>>>

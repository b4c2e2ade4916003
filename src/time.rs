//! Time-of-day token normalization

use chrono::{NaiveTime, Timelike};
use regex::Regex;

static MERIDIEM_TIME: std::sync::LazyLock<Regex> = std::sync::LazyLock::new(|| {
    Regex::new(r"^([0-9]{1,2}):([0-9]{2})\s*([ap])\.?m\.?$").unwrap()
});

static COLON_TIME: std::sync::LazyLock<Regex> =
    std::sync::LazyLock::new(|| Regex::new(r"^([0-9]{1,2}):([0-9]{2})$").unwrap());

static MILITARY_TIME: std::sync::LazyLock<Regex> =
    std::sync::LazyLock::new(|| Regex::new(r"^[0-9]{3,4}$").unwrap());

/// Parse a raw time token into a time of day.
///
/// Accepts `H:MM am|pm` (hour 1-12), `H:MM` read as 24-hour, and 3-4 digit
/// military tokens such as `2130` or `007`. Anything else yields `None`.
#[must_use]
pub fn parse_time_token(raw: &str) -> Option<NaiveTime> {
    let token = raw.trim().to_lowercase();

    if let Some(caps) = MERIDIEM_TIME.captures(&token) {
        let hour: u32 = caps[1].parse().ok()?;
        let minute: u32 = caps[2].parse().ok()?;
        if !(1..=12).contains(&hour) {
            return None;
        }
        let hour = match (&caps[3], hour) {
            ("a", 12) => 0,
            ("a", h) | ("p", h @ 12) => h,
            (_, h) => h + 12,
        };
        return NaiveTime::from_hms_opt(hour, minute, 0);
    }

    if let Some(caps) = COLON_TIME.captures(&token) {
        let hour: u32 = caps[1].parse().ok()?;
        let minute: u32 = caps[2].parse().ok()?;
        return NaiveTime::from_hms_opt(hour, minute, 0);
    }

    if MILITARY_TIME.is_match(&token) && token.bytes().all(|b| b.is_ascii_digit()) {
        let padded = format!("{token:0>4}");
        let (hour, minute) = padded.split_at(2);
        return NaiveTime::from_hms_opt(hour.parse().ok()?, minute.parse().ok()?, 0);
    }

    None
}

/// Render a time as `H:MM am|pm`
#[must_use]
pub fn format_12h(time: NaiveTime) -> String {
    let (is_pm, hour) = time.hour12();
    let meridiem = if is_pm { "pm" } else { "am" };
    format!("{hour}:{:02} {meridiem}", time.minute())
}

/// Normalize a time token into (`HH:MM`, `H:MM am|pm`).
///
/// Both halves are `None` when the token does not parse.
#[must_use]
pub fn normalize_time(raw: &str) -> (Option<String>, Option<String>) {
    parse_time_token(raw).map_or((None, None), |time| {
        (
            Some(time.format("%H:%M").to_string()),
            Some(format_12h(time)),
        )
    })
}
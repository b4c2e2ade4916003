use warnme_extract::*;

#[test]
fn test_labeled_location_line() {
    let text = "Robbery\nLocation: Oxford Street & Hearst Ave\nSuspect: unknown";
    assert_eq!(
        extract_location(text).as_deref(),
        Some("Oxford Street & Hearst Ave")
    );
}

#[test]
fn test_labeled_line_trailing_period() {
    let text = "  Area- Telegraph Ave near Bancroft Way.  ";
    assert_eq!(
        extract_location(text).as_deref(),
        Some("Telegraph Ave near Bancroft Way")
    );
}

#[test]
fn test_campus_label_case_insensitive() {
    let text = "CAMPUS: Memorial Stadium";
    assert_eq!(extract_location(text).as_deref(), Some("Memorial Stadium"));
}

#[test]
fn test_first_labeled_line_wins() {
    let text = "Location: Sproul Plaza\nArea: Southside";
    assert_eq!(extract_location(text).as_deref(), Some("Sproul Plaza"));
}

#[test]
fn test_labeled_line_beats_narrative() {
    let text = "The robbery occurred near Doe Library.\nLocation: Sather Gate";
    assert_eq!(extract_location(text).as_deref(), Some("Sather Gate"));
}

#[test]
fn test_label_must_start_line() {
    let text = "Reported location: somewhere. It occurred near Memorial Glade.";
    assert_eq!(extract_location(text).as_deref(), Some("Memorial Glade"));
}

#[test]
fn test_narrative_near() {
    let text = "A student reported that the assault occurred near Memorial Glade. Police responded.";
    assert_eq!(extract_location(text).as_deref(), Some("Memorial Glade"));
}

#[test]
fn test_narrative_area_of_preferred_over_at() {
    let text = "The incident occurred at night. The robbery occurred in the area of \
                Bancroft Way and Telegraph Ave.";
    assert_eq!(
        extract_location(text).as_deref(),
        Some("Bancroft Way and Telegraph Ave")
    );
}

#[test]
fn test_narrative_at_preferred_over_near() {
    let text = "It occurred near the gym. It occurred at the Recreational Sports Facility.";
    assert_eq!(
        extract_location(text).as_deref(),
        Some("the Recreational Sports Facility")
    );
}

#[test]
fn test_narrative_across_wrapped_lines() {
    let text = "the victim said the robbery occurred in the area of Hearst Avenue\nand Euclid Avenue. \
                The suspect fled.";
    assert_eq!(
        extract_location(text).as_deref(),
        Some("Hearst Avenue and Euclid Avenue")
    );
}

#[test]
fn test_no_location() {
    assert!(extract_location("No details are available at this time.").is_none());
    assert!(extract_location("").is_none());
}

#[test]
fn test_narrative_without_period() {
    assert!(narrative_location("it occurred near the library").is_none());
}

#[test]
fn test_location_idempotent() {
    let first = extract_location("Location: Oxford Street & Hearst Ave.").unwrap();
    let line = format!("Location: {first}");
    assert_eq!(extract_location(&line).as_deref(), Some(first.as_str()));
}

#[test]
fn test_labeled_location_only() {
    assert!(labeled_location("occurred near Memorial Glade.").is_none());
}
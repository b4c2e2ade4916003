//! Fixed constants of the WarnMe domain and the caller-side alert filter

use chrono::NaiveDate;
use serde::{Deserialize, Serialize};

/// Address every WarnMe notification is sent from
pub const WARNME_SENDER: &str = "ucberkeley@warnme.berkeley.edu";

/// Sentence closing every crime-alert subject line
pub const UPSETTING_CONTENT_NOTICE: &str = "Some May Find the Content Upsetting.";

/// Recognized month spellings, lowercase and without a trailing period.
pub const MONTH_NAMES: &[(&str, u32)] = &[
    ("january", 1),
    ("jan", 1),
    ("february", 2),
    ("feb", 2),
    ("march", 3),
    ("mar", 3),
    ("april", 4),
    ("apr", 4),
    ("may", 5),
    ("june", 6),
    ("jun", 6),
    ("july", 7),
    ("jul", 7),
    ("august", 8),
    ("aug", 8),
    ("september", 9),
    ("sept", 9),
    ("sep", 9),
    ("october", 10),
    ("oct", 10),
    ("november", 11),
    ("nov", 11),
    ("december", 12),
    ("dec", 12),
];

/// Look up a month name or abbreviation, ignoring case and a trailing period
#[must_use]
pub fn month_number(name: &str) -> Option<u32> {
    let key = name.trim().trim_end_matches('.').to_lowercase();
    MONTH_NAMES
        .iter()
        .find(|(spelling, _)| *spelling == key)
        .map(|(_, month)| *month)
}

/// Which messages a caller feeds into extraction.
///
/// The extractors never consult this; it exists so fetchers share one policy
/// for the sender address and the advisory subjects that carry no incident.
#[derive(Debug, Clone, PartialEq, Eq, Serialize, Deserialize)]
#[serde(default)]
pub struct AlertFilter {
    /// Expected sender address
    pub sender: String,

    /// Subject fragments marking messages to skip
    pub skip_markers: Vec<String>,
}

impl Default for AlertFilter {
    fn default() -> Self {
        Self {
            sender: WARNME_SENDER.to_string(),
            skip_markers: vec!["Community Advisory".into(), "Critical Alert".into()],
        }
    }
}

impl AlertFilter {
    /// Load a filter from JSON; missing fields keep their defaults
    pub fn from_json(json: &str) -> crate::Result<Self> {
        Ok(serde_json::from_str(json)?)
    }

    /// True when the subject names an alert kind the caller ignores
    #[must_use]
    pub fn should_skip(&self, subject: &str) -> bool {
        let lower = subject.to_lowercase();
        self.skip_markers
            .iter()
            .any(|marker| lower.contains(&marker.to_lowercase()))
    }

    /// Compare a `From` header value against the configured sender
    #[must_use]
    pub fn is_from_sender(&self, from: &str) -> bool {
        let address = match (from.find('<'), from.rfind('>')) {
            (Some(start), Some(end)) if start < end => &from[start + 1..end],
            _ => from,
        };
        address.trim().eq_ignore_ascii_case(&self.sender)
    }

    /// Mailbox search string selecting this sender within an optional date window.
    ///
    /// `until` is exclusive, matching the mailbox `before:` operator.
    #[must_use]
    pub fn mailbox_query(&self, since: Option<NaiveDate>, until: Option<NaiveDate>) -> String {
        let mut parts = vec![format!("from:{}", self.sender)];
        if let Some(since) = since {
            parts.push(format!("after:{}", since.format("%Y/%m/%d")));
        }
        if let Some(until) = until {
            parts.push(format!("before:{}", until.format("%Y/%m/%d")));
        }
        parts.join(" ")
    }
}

<<<

**WORK TO BE COMPLETED**
Select all lines in the listing above where the word "Regex" appears, and show them.

**SOLUTION TO THIS TASK**
use regex::Regex;
static MERIDIEM_TIME: std::sync::LazyLock<Regex> = std::sync::LazyLock::new(|| {
    Regex::new(r"^([0-9]{1,2}):([0-9]{2})\s*([ap])\.?m\.?$").unwrap()
static COLON_TIME: std::sync::LazyLock<Regex> =
    std::sync::LazyLock::new(|| Regex::new(r"^([0-9]{1,2}):([0-9]{2})$").unwrap());
static MILITARY_TIME: std::sync::LazyLock<Regex> =
    std::sync::LazyLock::new(|| Regex::new(r"^[0-9]{3,4}$").unwrap());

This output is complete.